The 99mTc microcytotoxicity assay has been employed to study the reactivity of peripheral blood lymphocytes from 40 melanoma patients and 58 normal donors against target cells cultured from 16 melanomas, 4 bronchogenic carcinomas, a colon carcinoma and an osteogenic sarcoma. Lymphocytes from 31 of 40 (78%) melanoma patients were cytotoxic to at least one melanoma cell line in 38 of 50 experiments (76%). This level of reactivity was significantly different (p ⩽ 0.001) from that of normal donors' lymphocytes (17/58 cytotoxic experiments, 29%). Absence of histologic type-specific reactivity was evidenced by cytotoxicity of lymphocytes from 23 of 36 (64%) melanoma patients against at least 1 non-melanoma cell line (28/43 experiments, 65%). Normal donors' (17/50, 34%) lymphocytes gave significantly (p ⩽ 0.02) fewer cytotoxic reactions against nonmelanoma cell lines. The predominant response of melanoma patients' lymphocytes was non-selective cytotoxicity as reflected by reactivity against melanoma and nonmelanoma tumor target cells simultaneously in the majority of experiments (24/43, 56%).

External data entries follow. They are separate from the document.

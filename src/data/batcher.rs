// ============================================================
// Layer 4 - Memory Batchers
// ============================================================
// Converts samples of token ids into padded tensors plus the
// masks every network expects.
//
// Story batch shapes (S = max segments, T = max tokens in batch):
//
//   story         [N, S, T]  Int    zero padded
//   story_mask    [N, S, T]  Float  1 = real token
//   segment_mask  [N, S]     Float  1 = segment with ≥ 1 token
//   query         [N, Tq]    Int
//   query_mask    [N, Tq]    Float
//   output_mask   [N, O]     Float  1 = allowed answer slot
//
// Key-value batches add `values [N, S] Int`, one per key.
//
// Everything is flattened row-major first and reshaped once,
// exactly like a single Vec → [N, S, T] reshape.

use burn::prelude::*;

use crate::data::sample::{KeyValueSample, StorySample};

// ─── Batches ──────────────────────────────────────────────────────────────────
#[derive(Debug, Clone)]
pub struct StoryBatch<B: Backend> {
    pub story:        Tensor<B, 3, Int>,
    pub story_mask:   Tensor<B, 3>,
    pub segment_mask: Tensor<B, 2>,
    pub query:        Tensor<B, 2, Int>,
    pub query_mask:   Tensor<B, 2>,
    pub output_mask:  Tensor<B, 2>,
}

#[derive(Debug, Clone)]
pub struct KeyValueBatch<B: Backend> {
    pub keys:         Tensor<B, 3, Int>,
    pub key_mask:     Tensor<B, 3>,
    pub values:       Tensor<B, 2, Int>,
    pub segment_mask: Tensor<B, 2>,
    pub query:        Tensor<B, 2, Int>,
    pub query_mask:   Tensor<B, 2>,
    pub output_mask:  Tensor<B, 2>,
}

impl<B: Backend> KeyValueBatch<B> {
    /// Same memory seen as a plain story (keys only).
    pub fn as_story(&self) -> StoryBatch<B> {
        StoryBatch {
            story:        self.keys.clone(),
            story_mask:   self.key_mask.clone(),
            segment_mask: self.segment_mask.clone(),
            query:        self.query.clone(),
            query_mask:   self.query_mask.clone(),
            output_mask:  self.output_mask.clone(),
        }
    }
}

// ─── Padding helpers ──────────────────────────────────────────────────────────
struct Padded3 {
    ids:      Vec<i32>,
    mask:     Vec<f32>,
    segments: Vec<f32>,
    dims:     [usize; 3],
}

fn pad_segments<'a>(rows: impl Iterator<Item = &'a Vec<Vec<usize>>> + Clone) -> Padded3 {
    let batch    = rows.clone().count();
    let segments = rows.clone().map(|r| r.len()).max().unwrap_or(0).max(1);
    let tokens   = rows.clone().flat_map(|r| r.iter().map(|s| s.len())).max().unwrap_or(0).max(1);

    let mut ids  = Vec::with_capacity(batch * segments * tokens);
    let mut mask = Vec::with_capacity(batch * segments * tokens);
    let mut segs = Vec::with_capacity(batch * segments);

    for row in rows {
        for s in 0..segments {
            let segment = row.get(s).map(Vec::as_slice).unwrap_or(&[]);
            segs.push(if segment.is_empty() { 0.0 } else { 1.0 });
            for t in 0..tokens {
                match segment.get(t) {
                    Some(&id) => { ids.push(id as i32); mask.push(1.0); }
                    None      => { ids.push(0);         mask.push(0.0); }
                }
            }
        }
    }
    Padded3 { ids, mask, segments: segs, dims: [batch, segments, tokens] }
}

fn pad_queries<'a>(rows: impl Iterator<Item = &'a Vec<usize>> + Clone) -> (Vec<i32>, Vec<f32>, [usize; 2]) {
    let batch  = rows.clone().count();
    let tokens = rows.clone().map(|q| q.len()).max().unwrap_or(0).max(1);

    let mut ids  = Vec::with_capacity(batch * tokens);
    let mut mask = Vec::with_capacity(batch * tokens);
    for row in rows {
        for t in 0..tokens {
            match row.get(t) {
                Some(&id) => { ids.push(id as i32); mask.push(1.0); }
                None      => { ids.push(0);         mask.push(0.0); }
            }
        }
    }
    (ids, mask, [batch, tokens])
}

/// Candidate slots → 0/1 rows. An empty candidate list allows every slot;
/// slots beyond `output_size` are ignored.
pub fn output_mask_rows<'a>(candidates: impl Iterator<Item = &'a Vec<usize>>, output_size: usize) -> Vec<f32> {
    let mut mask = Vec::new();
    for row in candidates {
        if row.is_empty() {
            mask.extend(std::iter::repeat(1.0).take(output_size));
            continue;
        }
        let mut line = vec![0.0f32; output_size];
        for &slot in row.iter().filter(|&&s| s < output_size) {
            line[slot] = 1.0;
        }
        mask.extend(line);
    }
    mask
}

fn int3<B: Backend>(ids: Vec<i32>, dims: [usize; 3], device: &B::Device) -> Tensor<B, 3, Int> {
    Tensor::<B, 1, Int>::from_ints(ids.as_slice(), device).reshape(dims)
}

fn int2<B: Backend>(ids: Vec<i32>, dims: [usize; 2], device: &B::Device) -> Tensor<B, 2, Int> {
    Tensor::<B, 1, Int>::from_ints(ids.as_slice(), device).reshape(dims)
}

fn float<B: Backend, const D: usize>(values: Vec<f32>, dims: [usize; D], device: &B::Device) -> Tensor<B, D> {
    Tensor::<B, 1>::from_floats(values.as_slice(), device).reshape(dims)
}

// ─── StoryBatcher ─────────────────────────────────────────────────────────────
/// Holds the target device and output width.
#[derive(Clone, Debug)]
pub struct StoryBatcher<B: Backend> {
    pub device:      B::Device,
    pub output_size: usize,
}

impl<B: Backend> StoryBatcher<B> {
    pub fn new(device: B::Device, output_size: usize) -> Self {
        Self { device, output_size }
    }

    pub fn batch(&self, items: &[StorySample]) -> StoryBatch<B> {
        let batch = items.len();
        let story = pad_segments(items.iter().map(|s| &s.story));
        let [_, segments, _] = story.dims;
        let (query, query_mask, query_dims) = pad_queries(items.iter().map(|s| &s.query));
        let output_mask = output_mask_rows(items.iter().map(|s| &s.candidates), self.output_size);

        StoryBatch {
            story:        int3(story.ids, story.dims, &self.device),
            story_mask:   float(story.mask, story.dims, &self.device),
            segment_mask: float(story.segments, [batch, segments], &self.device),
            query:        int2(query, query_dims, &self.device),
            query_mask:   float(query_mask, query_dims, &self.device),
            output_mask:  float(output_mask, [batch, self.output_size], &self.device),
        }
    }
}

// ─── KeyValueBatcher ──────────────────────────────────────────────────────────
#[derive(Clone, Debug)]
pub struct KeyValueBatcher<B: Backend> {
    pub device:      B::Device,
    pub output_size: usize,
}

impl<B: Backend> KeyValueBatcher<B> {
    pub fn new(device: B::Device, output_size: usize) -> Self {
        Self { device, output_size }
    }

    pub fn batch(&self, items: &[KeyValueSample]) -> KeyValueBatch<B> {
        let batch = items.len();
        let keys  = pad_segments(items.iter().map(|s| &s.keys));
        let [_, segments, _] = keys.dims;

        // One value per key slot; padded keys get value 0
        let values: Vec<i32> = items
            .iter()
            .flat_map(|s| (0..segments).map(move |i| s.values.get(i).copied().unwrap_or(0) as i32))
            .collect();

        let (query, query_mask, query_dims) = pad_queries(items.iter().map(|s| &s.query));
        let output_mask = output_mask_rows(items.iter().map(|s| &s.candidates), self.output_size);

        KeyValueBatch {
            keys:         int3(keys.ids, keys.dims, &self.device),
            key_mask:     float(keys.mask, keys.dims, &self.device),
            values:       int2(values, [batch, segments], &self.device),
            segment_mask: float(keys.segments, [batch, segments], &self.device),
            query:        int2(query, query_dims, &self.device),
            query_mask:   float(query_mask, query_dims, &self.device),
            output_mask:  float(output_mask, [batch, self.output_size], &self.device),
        }
    }
}

// ─── Unit Tests ───────────────────────────────────────────────────────────────
#[cfg(test)]
mod tests {
    use super::*;
    use crate::ml::test_support::{int_values, values, TestBackend};

    fn samples() -> Vec<StorySample> {
        vec![
            StorySample { story: vec![vec![1, 2, 3], vec![4]], query: vec![5], candidates: vec![1], answer: Some(1) },
            StorySample { story: vec![vec![6]],                query: vec![7, 8], candidates: vec![], answer: None },
        ]
    }

    #[test]
    fn test_story_shapes_follow_longest_sample() {
        let b = StoryBatcher::<TestBackend>::new(Default::default(), 3).batch(&samples());
        assert_eq!(b.story.dims(), [2, 2, 3]);
        assert_eq!(b.story_mask.dims(), [2, 2, 3]);
        assert_eq!(b.segment_mask.dims(), [2, 2]);
        assert_eq!(b.query.dims(), [2, 2]);
        assert_eq!(b.output_mask.dims(), [2, 3]);
    }

    #[test]
    fn test_padding_and_masks() {
        let b = StoryBatcher::<TestBackend>::new(Default::default(), 3).batch(&samples());
        assert_eq!(int_values(b.story), vec![1, 2, 3, 4, 0, 0, 6, 0, 0, 0, 0, 0]);
        assert_eq!(
            values(b.story_mask),
            vec![1.0, 1.0, 1.0, 1.0, 0.0, 0.0, 1.0, 0.0, 0.0, 0.0, 0.0, 0.0],
        );
        assert_eq!(values(b.segment_mask), vec![1.0, 1.0, 1.0, 0.0]);
        assert_eq!(values(b.query_mask), vec![1.0, 0.0, 1.0, 1.0]);
        // Row 0 allows slot 1 only; row 1 has no candidates → all slots
        assert_eq!(values(b.output_mask), vec![0.0, 1.0, 0.0, 1.0, 1.0, 1.0]);
    }

    #[test]
    fn test_key_value_values_align_with_keys() {
        let items = vec![
            KeyValueSample { keys: vec![vec![1], vec![2, 3]], values: vec![4, 5], query: vec![1], candidates: vec![], answer: None },
            KeyValueSample { keys: vec![vec![6]],             values: vec![7],    query: vec![2], candidates: vec![], answer: None },
        ];
        let b = KeyValueBatcher::<TestBackend>::new(Default::default(), 8).batch(&items);
        assert_eq!(b.keys.dims(), [2, 2, 2]);
        assert_eq!(int_values(b.values), vec![4, 5, 7, 0]);
        assert_eq!(values(b.segment_mask), vec![1.0, 1.0, 1.0, 0.0]);
    }
}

Nonselective cytotoxicity appeared to increase in frequency with extent of disease. Significantly (p ⩽ 0.01) more patients with Stage III melanoma (13/15, 87%) than those with Stage I melanoma (4/11, 36%) had lymphocytes cytotoxic to both melanoma and nonmelanoma target cells. Nonselective cytotoxicity of lymphocytes from patients with Stage II melanoma (7/11, 64%) was intermediate in occurrence. An increased frequency of tumor-specific cytotoxic reactions was observed in those experiments which utilized two or more melanoma or nonmelanoma target cell lines. This suggests that it might have been possible to distinguish tumorspecific from tumor-associated reactivity if a sufficiently large number of target cell lines had been employed.